From 5db3a839cbaad9721f614015626e8e830e2f3367 Mon Sep 17 00:00:00 2001
From: Julien Palard <julien@palard.fr>
Date: Sun, 11 Oct 2020 23:00:30 +0200
Subject: [PATCH] Faster implementation (~twice faster on python-docs-fr).

---
 pospell.py                             | 82 ++++++++++++++++-------
 tests/expected_to_fail/1.po            |  2 +
 tests/expected_to_fail/issue19.po      | 17 +++++
 tests/expected_to_success/1.po         |  2 +
 tests/expected_to_success/accronyms.po | 14 ++++
 tests/expected_to_success/hour.po      |  2 +
 tests/expected_to_success/versions.po  |  2 +
 tests/test_pospell.py                  | 93 ++++----------------------
 8 files changed, 107 insertions(+), 107 deletions(-)
 create mode 100644 tests/expected_to_fail/1.po
 create mode 100644 tests/expected_to_fail/issue19.po
 create mode 100644 tests/expected_to_success/1.po
 create mode 100644 tests/expected_to_success/accronyms.po
 create mode 100644 tests/expected_to_success/hour.po
 create mode 100644 tests/expected_to_success/versions.po
diff --git a/pospell.py b/pospell.py
index a211c61..eba15f6 100644
--- a/pospell.py
+++ b/pospell.py
@@ -2,6 +2,8 @@
 """
 from collections import defaultdict
 import io
+from string import digits
+from unicodedata import category
 import logging
 import subprocess
 import sys
@@ -108,9 +110,27 @@ def strip_rst(line):
         line = line[:-2]
     parser = docutils.parsers.rst.Parser()
     components = (docutils.parsers.rst.Parser,)
-    settings = docutils.frontend.OptionParser(
-        components=components
-    ).get_default_values()
+    settings = docutils.frontend.Values(
+        {
+            "report_level": 2,
+            "halt_level": 4,
+            "exit_status_level": 5,
+            "debug": None,
+            "warning_stream": None,
+            "error_encoding": "utf-8",
+            "error_encoding_error_handler": "backslashreplace",
+            "language_code": "en",
+            "id_prefix": "",
+            "auto_id_prefix": "id",
+            "pep_references": None,
+            "pep_base_url": "http://www.python.org/dev/peps/",
+            "pep_file_url_template": "pep-%04d",
+            "rfc_references": None,
+            "rfc_base_url": "http://tools.ietf.org/html/",
+            "tab_width": 8,
+            "trim_footnote_reference_space": None,
+        }
+    )
     stderr_stringio = io.StringIO()
     with redirect_stderr(stderr_stringio):
         document = new_document("<rst-doc>", settings=settings)

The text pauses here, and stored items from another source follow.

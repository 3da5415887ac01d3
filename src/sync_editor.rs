//! Blocking line editor driver.
//!
//! [`LineEditor`] waits for keyboard input while also watching one external
//! descriptor, typically a network socket. When that descriptor becomes
//! readable the call returns [`ReadOutcome::ExternalReady`] so the caller can
//! drain it; the half-typed line is kept and redrawn on the next call.

use core::time::Duration;
use std::os::unix::io::RawFd;

use crate::editor::{LineState, Step};
use crate::{EditorConfig, History, ReadByte, Result, Terminal};

/// What ended a [`LineEditor::read_line`] call.
#[derive(Debug, Clone, PartialEq, Eq)]
pub enum ReadOutcome {
    /// Enter was pressed
    Line(String),
    /// The external descriptor is readable; drain it and call again
    ExternalReady,
    /// Ctrl+D on an empty line, or stdin closed
    EndOfInput,
    /// Ctrl+C or `SIGINT`; the session should end
    Interrupted,
}

/// Blocking line editor with full editing and history support.
///
/// One `LineEditor` lives for the whole session and keeps its line state
/// across calls. Raw mode is entered at the start of every
/// [`read_line`](Self::read_line) and restored before it returns, whatever
/// the outcome.
///
/// # Examples
///
/// ```no_run
/// use ttyline::{EditorConfig, History, LineEditor, ReadOutcome, terminals::StdioTerminal};
///
/// let config = EditorConfig::default().with_prompt("[you] ");
/// let mut history = History::from_config(&config);
/// let mut editor = LineEditor::new(&config);
/// let mut terminal = StdioTerminal::new();
///
/// match editor.read_line(&mut terminal, &mut history, None)? {
///     ReadOutcome::Line(line) => println!("Got: {}", line),
///     other => println!("Stopped: {:?}", other),
/// }
/// # Ok::<(), ttyline::Error>(())
/// ```
///
/// # Key Bindings
///
/// - **Left/Right**: Move cursor
/// - **Up/Down**: Navigate history
/// - **Home/End**: Jump to start/end of line
/// - **Backspace/Delete**: Delete characters
/// - **Ctrl+C**: Cancel and end the session
/// - **Ctrl+D**: End the session on an empty line
/// - **Ctrl+Z**: Suspend
/// - **Enter**: Submit line
#[derive(Debug)]
pub struct LineEditor {
    state: LineState,
    poll_interval: Duration,
}

impl LineEditor {
    /// Creates an editor with an empty line.
    pub fn new(config: &EditorConfig) -> Self {
        Self {
            state: LineState::from_config(config),
            poll_interval: config.poll_interval,
        }
    }

    /// The line being edited.
    pub fn state(&self) -> &LineState {
        &self.state
    }

    /// Reads until a line is entered, input ends, the session is
    /// interrupted, or `external` becomes readable.
    ///
    /// Failing to enter raw mode is not fatal; editing continues on a
    /// cooked terminal with degraded display.
    pub fn read_line<T: Terminal>(
        &mut self,
        terminal: &mut T,
        history: &mut History,
        external: Option<RawFd>,
    ) -> Result<ReadOutcome> {
        if let Err(e) = terminal.enter_raw_mode() {
            log::warn!("raw mode unavailable, continuing without it: {}", e);
        }

        let result = self.run(terminal, history, external);

        // Always exit raw mode, even if an error occurred
        if let Err(e) = terminal.exit_raw_mode() {
            log::warn!("failed to restore terminal settings: {}", e);
        }

        if let Ok(outcome) = &result {
            log::debug!("read_line finished: {:?}", outcome);
        }
        result
    }

    fn run<T: Terminal>(
        &mut self,
        terminal: &mut T,
        history: &mut History,
        external: Option<RawFd>,
    ) -> Result<ReadOutcome> {
        self.state.show_prompt(terminal)?;

        loop {
            let events = terminal.take_signals();
            if events.interrupted {
                self.state.cancel(history, terminal)?;
                return Ok(ReadOutcome::Interrupted);
            }
            if events.resumed {
                self.state.handle_resume(terminal)?;
            }
            if events.resized {
                self.state.handle_resize(terminal)?;
            }

            let ready = terminal.wait_for_input(external, self.poll_interval)?;
            if ready.external {
                self.state.hide(terminal)?;
                return Ok(ReadOutcome::ExternalReady);
            }
            if !ready.input {
                continue;
            }

            let byte = match terminal.read_byte()? {
                ReadByte::Byte(byte) => byte,
                // Another reader got there first
                ReadByte::Empty => continue,
                ReadByte::Eof => {
                    self.state.hide(terminal)?;
                    return Ok(ReadOutcome::EndOfInput);
                }
            };

            match self.state.feed(byte, history, terminal)? {
                Step::Continue => {}
                Step::Line(line) => return Ok(ReadOutcome::Line(line)),
                Step::Cancelled => return Ok(ReadOutcome::Interrupted),
                Step::EndOfInput => return Ok(ReadOutcome::EndOfInput),
            }
        }
    }
}
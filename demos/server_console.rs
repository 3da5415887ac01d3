// Server console: non-blocking line editor driven by a host poll(2) loop.
//
// The host owns the wait. Whenever stdin is readable it hands control to the
// editor for one byte; in between it prints periodic status output, hiding
// the prompt first so the half-typed command is redrawn intact.

use std::io;
use std::time::{Duration, Instant};

use tracing_subscriber::EnvFilter;
use ttyline::terminals::StdioTerminal;
use ttyline::{signals, EditorConfig, History, PollEditor, PollStatus, Terminal};

const STATUS_EVERY: Duration = Duration::from_secs(15);

fn main() {
    tracing_subscriber::fmt()
        .with_env_filter(EnvFilter::from_default_env())
        .with_writer(io::stderr)
        .init();

    if let Err(e) = run() {
        eprintln!("\n[server] error: {}", e);
        std::process::exit(1);
    }
}

fn run() -> ttyline::Result<()> {
    println!("[server] console ready: list | send <id> <msg> | broadcast <msg> | quit");

    if let Err(e) = signals::install() {
        eprintln!("[server] running without signal handling: {}", e);
    }

    let config = EditorConfig::default().with_prompt("server> ");
    let mut history = History::from_config(&config);
    let mut console = PollEditor::new(&config);
    let mut terminal = StdioTerminal::new();
    let clients = ["client-1", "client-2", "client-3"];
    let mut last_status = Instant::now();

    console.start(&mut terminal);

    let result = loop {
        if last_status.elapsed() >= STATUS_EVERY {
            console.hide_prompt(&mut terminal)?;
            terminal.write(format!("[server] {} clients connected\r\n", clients.len()).as_bytes())?;
            last_status = Instant::now();
        }

        // A timeout still gets one call so pending signals are handled
        terminal.wait_for_input(None, Duration::from_millis(200))?;

        match console.process_input(&mut terminal, &mut history)? {
            PollStatus::Pending => {}
            PollStatus::EndOfInput => break Ok(()),
            PollStatus::Line(line) => {
                let reply = match dispatch(&line, &clients) {
                    Some(reply) => reply,
                    None => break Ok(()),
                };
                if !reply.is_empty() {
                    terminal.write(reply.replace('\n', "\r\n").as_bytes())?;
                    terminal.flush()?;
                }
            }
        }
    };

    console.finish(&mut terminal);
    signals::restore_default_handlers()?;
    println!("[server] shutting down");
    result
}

/// Returns the text to print, or `None` to stop the server.
fn dispatch(line: &str, clients: &[&str]) -> Option<String> {
    let mut parts = line.trim().splitn(2, ' ');
    let command = parts.next().unwrap_or("");
    let rest = parts.next().unwrap_or("").trim();

    let reply = match command {
        "" => String::new(),
        "quit" => return None,
        "list" => clients
            .iter()
            .enumerate()
            .map(|(i, id)| format!("  [{}] {}\n", i + 1, id))
            .collect(),
        "send" => match rest.split_once(' ') {
            Some((id, msg)) if clients.contains(&id) => format!("[server] -> {}: {}\n", id, msg),
            Some((id, _)) => format!("[server] no such client: {}\n", id),
            None => "usage: send <id> <msg>\n".to_string(),
        },
        "broadcast" if !rest.is_empty() => {
            format!("[server] -> {} clients: {}\n", clients.len(), rest)
        }
        "broadcast" => "usage: broadcast <msg>\n".to_string(),
        other => format!("[server] unknown command: {}\n", other),
    };
    Some(reply)
}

@@ -130,15 +150,7 @@ def clear(line, drop_capitalized=False, po_path=""):
 
     to_drop = {
         r'<a href="[^"]*?">',
-        # Strip accronyms
-        r"\b[\w-]*\p{Uppercase}{2,}[0-9.\w-]*\b",
-        r"---?",  # -- and --- separators to be ignored
-        r" - ",  # Drop lone dashes (sometimes used in place of -- or ---)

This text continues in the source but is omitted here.